My life has been full lately, in the best possible way, and that makes me happy because I love being busy with things I enjoy doing. I’ve been seeing old friends, making new friends, rehearsing for an opera that opens this Saturday, seeing this and this (Daniel Radcliffe! <3), and have been spending the rest of the time trying to relax, work out, and dabble in the kitchen, too.

Foremost on my mind this week (I guess 10 hour dress rehearsals will do that to you), though, is that show I mentioned called Madama Butterfly, a Puccini opera set in Japan. In the opera, a Japanese girl (Cio-Cio San) meets a man in the Navy from America (Pinkerton), she falls in love with him even though it seems like all he wants to do is get laid, she gets pregnant, he goes back to America, and when he returns several years later, he’s married to an American woman, Cio-Cio San is forced to give up her child, and then she kills herself. That’s the short version, of course, but I think you get the idea.
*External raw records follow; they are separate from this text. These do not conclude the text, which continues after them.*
//! Configuration module
//!
//! Process configuration is read once from the environment (and `.env`),
//! validated fail-fast, and handed to every layer as an immutable `Config`.

use std::env;
use std::path::PathBuf;
use std::str::FromStr;

use crate::constants::{
    BYTES_PER_MB, DEFAULT_FFPROBE_PATH, DEFAULT_PORT, DEFAULT_PROBE_TIMEOUT_SECS,
    MAX_THUMBNAIL_SIZE_MB, MAX_VIDEO_SIZE_MB,
};
use crate::storage_types::StorageBackend;

const MAX_CONNECTIONS: u32 = 10;
const CONNECTION_TIMEOUT_SECS: u64 = 30;
const MIN_JWT_SECRET_LEN: usize = 32;

/// Console log output format
#[derive(Debug, Clone, Copy, PartialEq, Eq, Default)]
pub enum LogFormat {
    #[default]
    Compact,
    Json,
}

impl FromStr for LogFormat {
    type Err = anyhow::Error;

    fn from_str(s: &str) -> Result<Self, Self::Err> {
        match s.trim().to_lowercase().as_str() {
            "compact" | "text" => Ok(LogFormat::Compact),
            "json" => Ok(LogFormat::Json),
            _ => Err(anyhow::anyhow!("Invalid log format: {}", s)),
        }
    }
}

/// Settings every process needs regardless of storage strategy
#[derive(Clone, Debug)]
pub struct BaseConfig {
    pub server_port: u16,
    pub environment: String,
    pub cors_origins: Vec<String>,
    pub jwt_secret: String,
    pub db_max_connections: u32,
    pub db_timeout_seconds: u64,
    pub log_format: LogFormat,
}

/// Upload pipeline configuration
#[derive(Clone, Debug)]
pub struct UploadConfig {
    pub base: BaseConfig,
    /// When unset the service keeps records in process memory (development only).
    pub database_url: Option<String>,
    pub storage_backend: StorageBackend,
    pub assets_root: PathBuf,
    pub public_base_url: String,
    pub s3_bucket: Option<String>,
    pub s3_region: Option<String>,
    pub s3_endpoint: Option<String>, // Custom endpoint for S3-compatible providers (MinIO, etc.)
    pub aws_region: Option<String>,
    pub max_thumbnail_size_bytes: u64,
    pub max_video_size_bytes: u64,
    pub ffprobe_path: String,
    pub probe_timeout_secs: u64,
    pub staging_dir: Option<PathBuf>,
}

/// Application configuration.
#[derive(Clone, Debug)]
pub struct Config(pub Box<UploadConfig>);

impl Config {
    fn as_upload(&self) -> &UploadConfig {
        &self.0
    }

    /// Check if the application is running in production mode
    pub fn is_production(&self) -> bool {
        is_production_env(&self.as_upload().base.environment)
    }

    pub fn from_env() -> Result<Self, anyhow::Error> {
        let config = UploadConfig::from_env()?;
        Ok(Config(Box::new(config)))
    }

    pub fn validate(&self) -> Result<(), anyhow::Error> {
        self.as_upload().validate()
    }

    pub fn server_port(&self) -> u16 {
        self.as_upload().base.server_port
    }

    pub fn environment(&self) -> &str {
        &self.as_upload().base.environment
    }

    pub fn cors_origins(&self) -> &[String] {
        &self.as_upload().base.cors_origins
    }

    pub fn jwt_secret(&self) -> &str {
        &self.as_upload().base.jwt_secret
    }

    pub fn db_max_connections(&self) -> u32 {
        self.as_upload().base.db_max_connections
    }

    pub fn db_timeout_seconds(&self) -> u64 {
        self.as_upload().base.db_timeout_seconds
    }

    pub fn log_format(&self) -> LogFormat {
        self.as_upload().base.log_format
    }

    pub fn database_url(&self) -> Option<&str> {
        self.as_upload().database_url.as_deref()
    }

    pub fn storage_backend(&self) -> StorageBackend {
        self.as_upload().storage_backend
    }

    pub fn assets_root(&self) -> &std::path::Path {
        &self.as_upload().assets_root
    }

    pub fn public_base_url(&self) -> &str {
        self.as_upload().public_base_url.trim_end_matches('/')
    }

    /// Base URL local-filesystem assets are served under.
    pub fn assets_base_url(&self) -> String {
        format!("{}/assets", self.public_base_url())
    }

    pub fn s3_bucket(&self) -> Option<&str> {
        self.as_upload().s3_bucket.as_deref()
    }

    pub fn s3_region(&self) -> Option<&str> {
        self.as_upload().s3_region.as_deref()
    }

    pub fn s3_endpoint(&self) -> Option<&str> {
        self.as_upload().s3_endpoint.as_deref()
    }

    pub fn aws_region(&self) -> Option<&str> {
        self.as_upload().aws_region.as_deref()
    }

    pub fn max_thumbnail_size_bytes(&self) -> u64 {
        self.as_upload().max_thumbnail_size_bytes
    }

    pub fn max_video_size_bytes(&self) -> u64 {
        self.as_upload().max_video_size_bytes
    }

    pub fn ffprobe_path(&self) -> &str {
        &self.as_upload().ffprobe_path
    }

    pub fn probe_timeout(&self) -> std::time::Duration {
        std::time::Duration::from_secs(self.as_upload().probe_timeout_secs)
    }

    pub fn staging_dir(&self) -> Option<&std::path::Path> {
        self.as_upload().staging_dir.as_deref()
    }
}

fn is_production_env(environment: &str) -> bool {
    let environment = environment.to_lowercase();
    environment == "production" || environment == "prod"
}

fn optional_var(name: &str) -> Option<String> {
    env::var(name)
        .ok()
        .map(|v| v.trim().to_string())
        .filter(|v| !v.is_empty())
}

impl UploadConfig {
    pub fn from_env() -> Result<Self, anyhow::Error> {
        dotenvy::dotenv().ok();

        let environment = env::var("ENVIRONMENT")
            .or_else(|_| env::var("APP_ENV"))
            .unwrap_or_else(|_| "development".to_string());

        let server_port: u16 = env::var("PORT")
            .unwrap_or_else(|_| DEFAULT_PORT.to_string())
            .parse()
            .map_err(|_| anyhow::anyhow!("PORT must be a valid number"))?;

        let cors_origins_str = env::var("CORS_ORIGINS").unwrap_or_else(|_| "*".to_string());
        if is_production_env(&environment) && cors_origins_str.trim() == "*" {
            return Err(anyhow::anyhow!(
                "CORS_ORIGINS cannot be '*' in production. Please specify explicit origins."
            ));
        }
        let cors_origins = cors_origins_str
            .split(',')
            .map(|s| s.trim().to_string())
            .filter(|s| !s.is_empty())
            .collect();

        let log_format = match optional_var("LOG_FORMAT") {
            Some(raw) => raw.parse()?,
            None => LogFormat::default(),
        };

        let base = BaseConfig {
            server_port,
            environment,
            cors_origins,
            jwt_secret: env::var("JWT_SECRET")
                .map_err(|_| anyhow::anyhow!("JWT_SECRET must be set for authentication"))?,
            db_max_connections: env::var("DB_MAX_CONNECTIONS")
                .unwrap_or_else(|_| MAX_CONNECTIONS.to_string())
                .parse()
                .unwrap_or(MAX_CONNECTIONS),
            db_timeout_seconds: env::var("DB_TIMEOUT_SECONDS")
                .unwrap_or_else(|_| CONNECTION_TIMEOUT_SECS.to_string())
                .parse()
                .unwrap_or(CONNECTION_TIMEOUT_SECS),
            log_format,
        };

        let storage_backend = match optional_var("STORAGE_BACKEND") {
            Some(raw) => raw.parse()?,
            None => StorageBackend::default(),
        };

        let max_thumbnail_size_mb = env::var("MAX_THUMBNAIL_SIZE_MB")
            .unwrap_or_else(|_| MAX_THUMBNAIL_SIZE_MB.to_string())
            .parse::<u64>()
            .unwrap_or(MAX_THUMBNAIL_SIZE_MB);

        let max_video_size_mb = env::var("MAX_VIDEO_SIZE_MB")
            .unwrap_or_else(|_| MAX_VIDEO_SIZE_MB.to_string())
            .parse::<u64>()
            .unwrap_or(MAX_VIDEO_SIZE_MB);

        let public_base_url = optional_var("PUBLIC_BASE_URL")
            .unwrap_or_else(|| format!("http://localhost:{}", server_port));

        Ok(UploadConfig {
            base,
            database_url: optional_var("DATABASE_URL"),
            storage_backend,
            assets_root: PathBuf::from(
                optional_var("ASSETS_ROOT").unwrap_or_else(|| "./assets".to_string()),
            ),
            public_base_url,
            s3_bucket: optional_var("S3_BUCKET"),
            s3_region: optional_var("S3_REGION"),
            s3_endpoint: optional_var("S3_ENDPOINT"),
            aws_region: optional_var("AWS_REGION"),
            max_thumbnail_size_bytes: max_thumbnail_size_mb * BYTES_PER_MB,
            max_video_size_bytes: max_video_size_mb * BYTES_PER_MB,
            ffprobe_path: optional_var("FFPROBE_PATH")
                .unwrap_or_else(|| DEFAULT_FFPROBE_PATH.to_string()),
            probe_timeout_secs: env::var("PROBE_TIMEOUT_SECS")
                .unwrap_or_else(|_| DEFAULT_PROBE_TIMEOUT_SECS.to_string())
                .parse()
                .unwrap_or(DEFAULT_PROBE_TIMEOUT_SECS),
            staging_dir: optional_var("STAGING_DIR").map(PathBuf::from),
        })
    }

    pub fn validate(&self) -> Result<(), anyhow::Error> {
        if self.base.jwt_secret.len() < MIN_JWT_SECRET_LEN {
            return Err(anyhow::anyhow!(
                "JWT_SECRET must be at least {} characters long",
                MIN_JWT_SECRET_LEN
            ));
        }

        match self.database_url.as_deref() {
            Some(url) if !(url.starts_with("postgres://") || url.starts_with("postgresql://")) => {
                return Err(anyhow::anyhow!(
                    "DATABASE_URL must be a valid PostgreSQL connection string"
                ));
            }
            None if is_production_env(&self.base.environment) => {
                return Err(anyhow::anyhow!("DATABASE_URL must be set in production"));
            }
            _ => {}
        }

        if self.max_thumbnail_size_bytes == 0 || self.max_video_size_bytes == 0 {
            return Err(anyhow::anyhow!(
                "MAX_THUMBNAIL_SIZE_MB and MAX_VIDEO_SIZE_MB must be greater than zero"
            ));
        }

        if self.probe_timeout_secs == 0 {
            return Err(anyhow::anyhow!("PROBE_TIMEOUT_SECS must be greater than zero"));
        }

        if self.storage_backend == StorageBackend::S3 {
            if self.s3_bucket.is_none() {
                return Err(anyhow::anyhow!(
                    "S3_BUCKET must be set when using S3 storage backend"
                ));
            }
            if self.s3_region.is_none() && self.aws_region.is_none() {
                return Err(anyhow::anyhow!(
                    "S3_REGION or AWS_REGION must be set when using S3 storage backend"
                ));
            }
        }

        Ok(())
    }
}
It’s an absolutely awful, over the top story, and, despite my usual dislike for Puccini operas, this particular show is so, utterly depressing and emotionally exhausting that it’s nearly impossible not to be moved by the music and emotion which is so raw and cathartic.

I don’t have a major part in this show, but I do sing a little tiny bit and, in the performances when I’m not singing, I play one of 3 background characters (called Kuroko) dressed completely in black that have been added to this production to provide a foreboding effect and also, more practically, to be prop movers and helpers. Being on stage for the entire show as a Kuroko is something I’m not used to, and there’s a lot of staging to remember. I find myself standing on stage digging deep into my brain attempting stay a step ahead and remind myself of what I need to do next.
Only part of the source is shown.